Она несколько раз твердо хлопнула ладонями, и это была команда к общим аплодисментам, вернее, к тому, чтобы кончать поскорее эту канитель.

— А вот скажите-ка, ребята, — вдруг незапланированно снова начал разговор Меркулов. — Есть у вас военруки?

Пионеры вопросительно смотрели на Меркулова. «Какие военруки?» — прошел по рядам тихий говор. Молодые учительницы с надеждой глядели на директрису, та твердо молчала.

— Нет военруков, значит? — обернулся он к учителям. — А зря. Пострелять бы ребятам из мелкокалиберных винтовок, гранаты побросать. Это, знаете, увлекательно и полезно…

— Да, да, мы учтем, — прервала его директриса, строго глянула на ребят: — Кто отдает рапорт?

Тут же спасительно вышла из рядов пряменькая, аккуратная девочка, галстук трогательно обвивал тонкую шейку, вскинула руку и звонким голосом, должно быть не раз отрепетировано, доложила Меркулову о систематическом росте отличных оценок в дружине, о количестве цветов и кустарников, высаженных у школы, и наметках на приближающуюся весну, и, конечно, о килограммах и тоннах собранной макулатуры и металлолома…

«Я ухожу в сторону, я не об этом думаю сейчас, — остановил себя Меркулов. — Но о чем же? Ах, да… Этот восторг, с которым Николай слушал меня. Он совершенно забыл о себе, о пропахшей эфиром, кровью, гнойными бинтами госпитальной палате, в которой довелось ему встретить День Победы. Он слушал меня. А меня даже не царапнуло на войне. Но время почему-то уравняло нас, мы оба остались живы, и нет уже разницы в том, что сделал я и что сделал он. Или это все от легкой души Николая?»

Два далеких выстрела донеслись откуда-то из-за Амбы и еще два немного погодя.

— По озерам кто-то бродит, — определил Николай. — Нынче день нерабочий, это хорошо все же — День Победы нерабочим днем сделали, охотники нынче должны быть… Или на Камышовом палят… Михалыч, не спишь?

— Нет, нет, — открыл глаза Меркулов. «…Нет, нет, мера значимости должна быть, она должна быть во мне самом, в моей совести, во всех нас, иначе все уйдет в траву, в траву…» — Так, что-то нашло такое, а что — и не скажешь…

Николай улыбнулся простодушно:

— Бывает… На меня другой раз тоже накатывает. Другой раз ночью будто сплю и не сплю, и вдруг вот они — Ванька Сиволобов, Мишка Карташов, Семка Поперечный, Шурка Валетова, санинструкторша была боевая, кудрявая такая, все пилотка у нее с головы слетала от кудрей-то… Кого на Дону, кого под Запорожьем, кого уже за Дунаем позакопали… Как вспомнишь, как увидишь их ночью-то живьем, так и накатывает… Вот какое дело, Михалыч.

— Тебе-то, Николай, в чем виниться? С тобой война в бирюльки не играла… — сказал Меркулов, почему-то не удивившись тому, что Николай в эту минуту думал примерно о том же, о чем думал он сам, только Николай думал объемнее и, главное, проще, а потому и логичнее, вернее.

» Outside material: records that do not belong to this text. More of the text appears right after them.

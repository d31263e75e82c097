//! HTTP router for QueueStack

use axum::{http::StatusCode, response::IntoResponse, routing::get, Json, Router};
use serde_json::json;
use std::sync::Arc;
use tower_http::trace::TraceLayer;

use queuestack_sqs::SqsState;

/// Create the main application router
pub fn create_router(state: Arc<SqsState>) -> Router {
    let health = {
        let state = state.clone();
        move || health_check(state.clone())
    };

    Router::new()
        // Health check endpoint
        .route("/health", get(health.clone()))
        .route("/_localstack/health", get(health)) // LocalStack compatibility
        // Every other path speaks the SQS query protocol
        .merge(queuestack_sqs::router(state))
        .layer(TraceLayer::new_for_http())
}

async fn health_check(state: Arc<SqsState>) -> impl IntoResponse {
    (
        StatusCode::OK,
        Json(json!({
            "status": "running",
            "services": ["sqs"],
            "queues": state.registry.len(),
        })),
    )
}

— Да ведь оно и так и не так. Хоть и не совсем цел, но жив остался… А они там лежат, в землице. Тыщи… — Это слово прошелестело с какой-то безнадежной необратимостью. И Николай снова повторил: — Тыщи… Мы тут другой раз в обиде, как в дерьме, изваляемся, то нам не так, другое не так, шумим, топчемся, всяк свой пуп выставляет. А ведь как подумаешь: живы остались, так и живи по-людски, память о погибших не срами… Их там тыщи, в землице-то, другой раз и накатит, будто тот же Мишка Карташов глядит живой, такой, как был, каким мы его на Дону закопали… Ну, ладно, давай, Михалыч, собираться, — неожиданно закончил он со своей обычной легкостью, стал завинчивать термос, сворачивать и складывать в рюкзак остатки еды.

Тихо позванивала в кустах невидимая одинокая синица, и весенняя дрема падала с высокого неба на свежее утро. И снова вдали по-кузнечьи стрекотал трактор, наверное, развозил удобрения по полям, а со дня на день должна была быть пахота.

Они затащили лодку в конец Линево в густые кусты, положили в них уток, рюкзак, убедились, что все хорошо замаскировано, и налегке пошли по луговине, на которой первая легкая травка зеленела сквозь припорошивший за ночь, истаивающий сейчас снежок.

Два выстрела снова раздались за Амбой, теперь уже ближе, отчетливее.

— Точно, на Камышовом, — Николай поставил ухо в сторону выстрелов. — Кочугурские, должно, да что они там без лодок-то — дохлое дело. Пойти поглядеть бы надо, Михалыч, путевки проверить.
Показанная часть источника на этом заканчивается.